Il Giappone ha chiuso i battenti. Per oltre un secolo e mezzo il Paese è rimasto di fatto isolato dal resto del mondo occidentale. Questa fu l’eredità della rigorosa politica isolazionista dello shogunato Tokugawa, iniziata nel 1639. Alle nazioni europee era vietato l’ingresso. Il commercio è stato interrotto. La cultura era limitata. L’unica crepa in questo muro era una piccola isola artificiale nel porto di Nagasaki chiamata Deshima.
Qui gli olandesi potevano commerciare. Erano l’unico collegamento con l’Occidente.
Poiché a nessun altro europeo era consentito l’accesso, la lingua olandese divenne la porta esclusiva verso la conoscenza straniera. Gli studiosi giapponesi si resero conto che se volevano comprendere le tecnologie, le scienze e i sistemi politici dell’Occidente, dovevano imparare l’olandese. Questa ricerca divenne nota come rangaku. Il termine si traduce letteralmente in “apprendimento olandese”, ma alla fine si è evoluto per rappresentare tutta l’indagine scientifica occidentale.
Abbattere la barriera della conoscenza
Lo sforzo non è stato casuale. È stato concertato. Gli studiosi si dedicavano a padroneggiare una lingua che non conoscevano al di fuori di quella piccola stazione commerciale. Compilarono dizionari olandese-giapponese. Hanno pubblicato libri scritti in olandese. L’obiettivo era la sopravvivenza pratica e il progresso.
Senza rangaku, il Giappone sarebbe rimasto isolato molto più a lungo. Invece, queste basi hanno consentito una risposta rapida e ad ampio raggio all’Occidente tra la fine del XIX e il XX secolo. Le fondamenta furono gettate molto prima che le porte si aprissero davvero.
Cosa studiavano realmente gli studiosi?
Lo scopo di rangaku andava ben oltre la semplice acquisizione del linguaggio. Gli studiosi di questa tradizione hanno approfondito i meccanismi del potere occidentale. Hanno analizzato:
- Medicina : comprensione delle pratiche anatomiche e mediche europee.
- Scienze militari : decodifica di armi, tattiche e fortificazioni.
- Geografia : conoscere il mondo oltre l’Asia orientale.
- Politica : comprendere le strutture di governance delle nazioni occidentali.
Questa non era una teoria accademica da poltrona. Era un’operazione di intelligence mascherata da studio. Gli studiosi avevano bisogno di sapere come funzionava l’Occidente affinché il Giappone potesse affrontare l’inevitabile confronto.
Perché questo è importante oggi
Spesso pensiamo a rangaku come ad una nota storica. Non lo è. Rappresenta un cambiamento fondamentale nel modo in cui una società si avvicina alla conoscenza straniera. Quando l’accesso è limitato, l’apprendimento diventa intenzionale. Diventa rigoroso. Gli studiosi giapponesi della fine del XVIII e dell’inizio del XIX secolo dimostrarono che la lingua non è solo uno strumento di comunicazione. È uno strumento di accesso.

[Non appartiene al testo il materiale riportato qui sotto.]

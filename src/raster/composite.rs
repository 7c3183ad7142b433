use crate::{
    foundation::core::Rgba16,
    foundation::error::{PlanetError, PlanetResult},
    panorama::details::TileGrid,
    raster::source::{PixelSource, TileImage},
};

/// A grid of independently decoded tiles addressed as one image.
///
/// Tiles are stored column-major: the tile at grid cell `(tx, ty)` lives at
/// index `tx * ny + ty`. All tiles are decoded to the same 16-bit RGBA
/// encoding, so the color model is uniform across the surface.
#[derive(Clone, Debug)]
pub struct CompositeSurface {
    tiles: Vec<TileImage>,
    grid: TileGrid,
}

impl CompositeSurface {
    /// Assemble a surface from a complete tile set.
    ///
    /// Fails when the tile count does not match the grid or a tile is empty.
    pub fn new(tiles: Vec<TileImage>, grid: TileGrid) -> PlanetResult<Self> {
        if grid.width == 0 || grid.height == 0 {
            return Err(PlanetError::validation("surface dimensions must be > 0"));
        }
        if grid.tile_width == 0 || grid.tile_height == 0 {
            return Err(PlanetError::validation("nominal tile size must be > 0"));
        }
        if tiles.len() != grid.tile_count() {
            return Err(PlanetError::validation(format!(
                "grid {}x{} needs {} tiles, got {}",
                grid.nx,
                grid.ny,
                grid.tile_count(),
                tiles.len()
            )));
        }
        if let Some(i) = tiles.iter().position(|t| t.width() == 0 || t.height() == 0) {
            return Err(PlanetError::validation(format!("tile {i} is empty")));
        }
        Ok(Self { tiles, grid })
    }

    /// Logical `(width, height)` of the whole surface.
    pub fn bounds(&self) -> (u32, u32) {
        (self.grid.width, self.grid.height)
    }

    /// Grid the surface was assembled from.
    pub fn grid(&self) -> &TileGrid {
        &self.grid
    }

    /// Number of tiles held.
    pub fn tile_count(&self) -> usize {
        self.tiles.len()
    }
}

impl PixelSource for CompositeSurface {
    fn dimensions(&self) -> (u32, u32) {
        self.bounds()
    }

    fn pixel(&self, x: u32, y: u32) -> Rgba16 {
        assert!(
            x < self.grid.width && y < self.grid.height,
            "({x}, {y}) outside {}x{} surface",
            self.grid.width,
            self.grid.height
        );
        let (tx, lx) = (x / self.grid.tile_width, x % self.grid.tile_width);
        let (ty, ly) = (y / self.grid.tile_height, y % self.grid.tile_height);
        let tile = &self.tiles[self.grid.index(tx, ty)];

        let u = rescale(lx, self.grid.tile_width, tile.width());
        let v = rescale(ly, self.grid.tile_height, tile.height());
        tile.pixel(u, v)
    }
}

/// Map a local coordinate on the nominal tile onto the decoded tile's actual
/// resolution, rounding to the nearest pixel.
fn rescale(local: u32, nominal: u32, actual: u32) -> u32 {
    if nominal <= 1 {
        return 0;
    }
    let t = f64::from(local) / f64::from(nominal - 1);
    let v = (t * f64::from(actual - 1) + 0.5).floor() as u32;
    v.min(actual - 1)
}

#[cfg(test)]
#[path = "../../tests/unit/raster/composite.rs"]
mod tests;
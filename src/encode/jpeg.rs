use image::ImageEncoder;

use crate::{
    foundation::error::{PlanetError, PlanetResult},
    raster::buffer::Raster,
};

/// Default JPEG quality for finished renders.
pub const DEFAULT_JPEG_QUALITY: u8 = 75;

/// Encode `raster` as baseline JPEG at `quality` (1..=100).
///
/// JPEG has no alpha channel; colors are narrowed to 8 bits and alpha is
/// discarded.
#[tracing::instrument(skip(raster), fields(width = raster.width(), height = raster.height()))]
pub fn encode_jpeg(raster: &Raster, quality: u8) -> PlanetResult<Vec<u8>> {
    if !(1..=100).contains(&quality) {
        return Err(PlanetError::validation(format!(
            "jpeg quality must be in 1..=100, got {quality}"
        )));
    }
    let rgb = raster.to_rgb8();
    let mut out = Vec::new();
    image::codecs::jpeg::JpegEncoder::new_with_quality(&mut out, quality)
        .write_image(
            rgb.as_raw(),
            rgb.width(),
            rgb.height(),
            image::ExtendedColorType::Rgb8,
        )
        .map_err(|e| PlanetError::encode(format!("jpeg: {e}")))?;
    Ok(out)
}

#[cfg(test)]
#[path = "../../tests/unit/encode/jpeg.rs"]
mod tests;
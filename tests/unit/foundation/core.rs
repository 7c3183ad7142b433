use super::*;

#[test]
fn widening_from_rgba8_hits_full_scale() {
    let c = Rgba16::from_rgba8([0, 1, 128, 255]);
    assert_eq!(c, Rgba16::new(0, 257, 32896, 65535));
}

#[test]
fn image_pixel_conversion_keeps_channel_order() {
    let c = Rgba16::new(1, 2, 3, 4);
    let px: image::Rgba<u16> = c.into();
    assert_eq!(px.0, [1, 2, 3, 4]);
    assert_eq!(Rgba16::from(px), c);
}

#[test]
fn canvas_rejects_empty_and_defaults_to_800() {
    assert!(Canvas::new(0, 10).is_err());
    assert!(Canvas::new(10, 0).is_err());
    let c = Canvas::default();
    assert_eq!((c.width, c.height), (800, 800));
    assert_eq!(Canvas::new(3, 4).unwrap().area(), 12);
}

Hanno trasformato una barriera in un ponte. La stazione commerciale olandese era piccola. La sua influenza è stata massiccia.
L’eredità di questo periodo è visibile nella rapidità con cui il Giappone si industrializzò successivamente. Stavano già studiando i progetti. Avevano solo bisogno del permesso per costruire. Quel permesso è arrivato. E quando ciò accadde, le basi erano già lì.
Ma quanto di quella curiosità iniziale rimane nei moderni sistemi educativi? Consideriamo ancora l’apprendimento delle lingue un requisito piuttosto che un vantaggio strategico. Gli studiosi rangaku capirono che la conoscenza senza accesso è inutile. L’accesso senza conoscenza è pericoloso. Li hanno cercati entrambi.
I risultati parlano da soli. L’isolamento è finito. La tecnologia affluì. La trasformazione fu rapida. Se la stessa urgenza esista nel modo in cui affrontiamo l’apprendimento oggi è tutta un’altra questione.